• [Goal of the exercise]
Up to and including the line that contains "impl Display for TbrError", repeat each line of the data exactly, starting from the first.

(Extracted data entries)
:::::

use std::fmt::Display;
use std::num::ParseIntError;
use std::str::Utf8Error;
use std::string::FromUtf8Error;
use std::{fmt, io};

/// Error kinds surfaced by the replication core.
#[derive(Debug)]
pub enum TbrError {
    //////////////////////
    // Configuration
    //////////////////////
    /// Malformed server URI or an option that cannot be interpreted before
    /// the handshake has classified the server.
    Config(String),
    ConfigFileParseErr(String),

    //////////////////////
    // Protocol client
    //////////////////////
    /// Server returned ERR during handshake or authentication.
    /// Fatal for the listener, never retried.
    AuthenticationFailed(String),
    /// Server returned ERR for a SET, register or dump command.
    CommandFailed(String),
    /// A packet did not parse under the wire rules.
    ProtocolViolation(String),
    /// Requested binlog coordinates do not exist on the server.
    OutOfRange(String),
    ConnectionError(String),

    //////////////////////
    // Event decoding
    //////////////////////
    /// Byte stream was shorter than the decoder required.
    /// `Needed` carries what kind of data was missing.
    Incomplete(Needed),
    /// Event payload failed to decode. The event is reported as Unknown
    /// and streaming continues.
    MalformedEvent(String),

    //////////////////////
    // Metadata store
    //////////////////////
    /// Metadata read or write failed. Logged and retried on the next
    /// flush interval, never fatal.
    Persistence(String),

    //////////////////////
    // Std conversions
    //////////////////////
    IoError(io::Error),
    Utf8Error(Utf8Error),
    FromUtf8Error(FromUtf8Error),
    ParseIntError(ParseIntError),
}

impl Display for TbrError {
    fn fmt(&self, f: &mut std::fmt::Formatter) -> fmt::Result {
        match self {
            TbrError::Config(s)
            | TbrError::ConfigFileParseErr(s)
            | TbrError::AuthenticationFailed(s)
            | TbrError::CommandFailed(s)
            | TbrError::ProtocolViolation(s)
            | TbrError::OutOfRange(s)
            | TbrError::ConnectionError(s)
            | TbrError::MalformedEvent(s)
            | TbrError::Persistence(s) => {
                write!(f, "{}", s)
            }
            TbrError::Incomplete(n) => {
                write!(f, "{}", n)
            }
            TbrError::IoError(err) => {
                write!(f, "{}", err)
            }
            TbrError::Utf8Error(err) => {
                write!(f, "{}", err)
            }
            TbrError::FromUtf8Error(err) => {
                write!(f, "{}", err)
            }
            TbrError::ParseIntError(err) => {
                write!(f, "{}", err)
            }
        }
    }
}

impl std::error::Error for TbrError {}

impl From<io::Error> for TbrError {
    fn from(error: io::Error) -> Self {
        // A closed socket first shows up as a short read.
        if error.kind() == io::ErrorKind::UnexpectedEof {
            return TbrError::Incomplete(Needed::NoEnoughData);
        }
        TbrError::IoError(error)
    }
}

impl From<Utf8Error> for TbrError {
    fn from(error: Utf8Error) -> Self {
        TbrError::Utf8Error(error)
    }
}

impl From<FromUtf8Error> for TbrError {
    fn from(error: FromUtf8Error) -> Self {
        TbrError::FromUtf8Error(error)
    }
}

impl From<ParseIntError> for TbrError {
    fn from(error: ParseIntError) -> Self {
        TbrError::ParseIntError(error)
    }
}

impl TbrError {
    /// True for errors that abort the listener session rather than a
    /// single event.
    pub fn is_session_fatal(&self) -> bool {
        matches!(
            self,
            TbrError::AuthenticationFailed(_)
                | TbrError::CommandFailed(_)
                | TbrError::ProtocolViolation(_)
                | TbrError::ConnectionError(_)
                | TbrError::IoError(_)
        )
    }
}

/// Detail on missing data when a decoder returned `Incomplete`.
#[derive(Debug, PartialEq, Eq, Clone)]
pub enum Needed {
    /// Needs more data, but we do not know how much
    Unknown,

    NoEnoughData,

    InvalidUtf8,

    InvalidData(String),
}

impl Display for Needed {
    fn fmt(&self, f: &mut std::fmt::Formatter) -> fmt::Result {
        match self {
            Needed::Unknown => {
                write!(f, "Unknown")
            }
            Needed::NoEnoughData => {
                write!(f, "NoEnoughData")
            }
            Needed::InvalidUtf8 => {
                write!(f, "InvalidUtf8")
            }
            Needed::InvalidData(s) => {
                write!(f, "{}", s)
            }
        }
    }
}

:::::

• [Reply to the exercise]
use std::fmt::Display;
use std::num::ParseIntError;
use std::str::Utf8Error;
use std::string::FromUtf8Error;
use std::{fmt, io};

/// Error kinds surfaced by the replication core.
#[derive(Debug)]
pub enum TbrError {
    //////////////////////
    // Configuration
    //////////////////////
    /// Malformed server URI or an option that cannot be interpreted before
    /// the handshake has classified the server.
    Config(String),
    ConfigFileParseErr(String),

    //////////////////////
    // Protocol client
    //////////////////////
    /// Server returned ERR during handshake or authentication.
    /// Fatal for the listener, never retried.
    AuthenticationFailed(String),
    /// Server returned ERR for a SET, register or dump command.
    CommandFailed(String),
    /// A packet did not parse under the wire rules.
    ProtocolViolation(String),
    /// Requested binlog coordinates do not exist on the server.
    OutOfRange(String),
    ConnectionError(String),

    //////////////////////
    // Event decoding
    //////////////////////
    /// Byte stream was shorter than the decoder required.
    /// `Needed` carries what kind of data was missing.
    Incomplete(Needed),
    /// Event payload failed to decode. The event is reported as Unknown
    /// and streaming continues.
    MalformedEvent(String),

    //////////////////////
    // Metadata store
    //////////////////////
    /// Metadata read or write failed. Logged and retried on the next
    /// flush interval, never fatal.
    Persistence(String),

    //////////////////////
    // Std conversions
    //////////////////////
    IoError(io::Error),
    Utf8Error(Utf8Error),
    FromUtf8Error(FromUtf8Error),
    ParseIntError(ParseIntError),
}

impl Display for TbrError {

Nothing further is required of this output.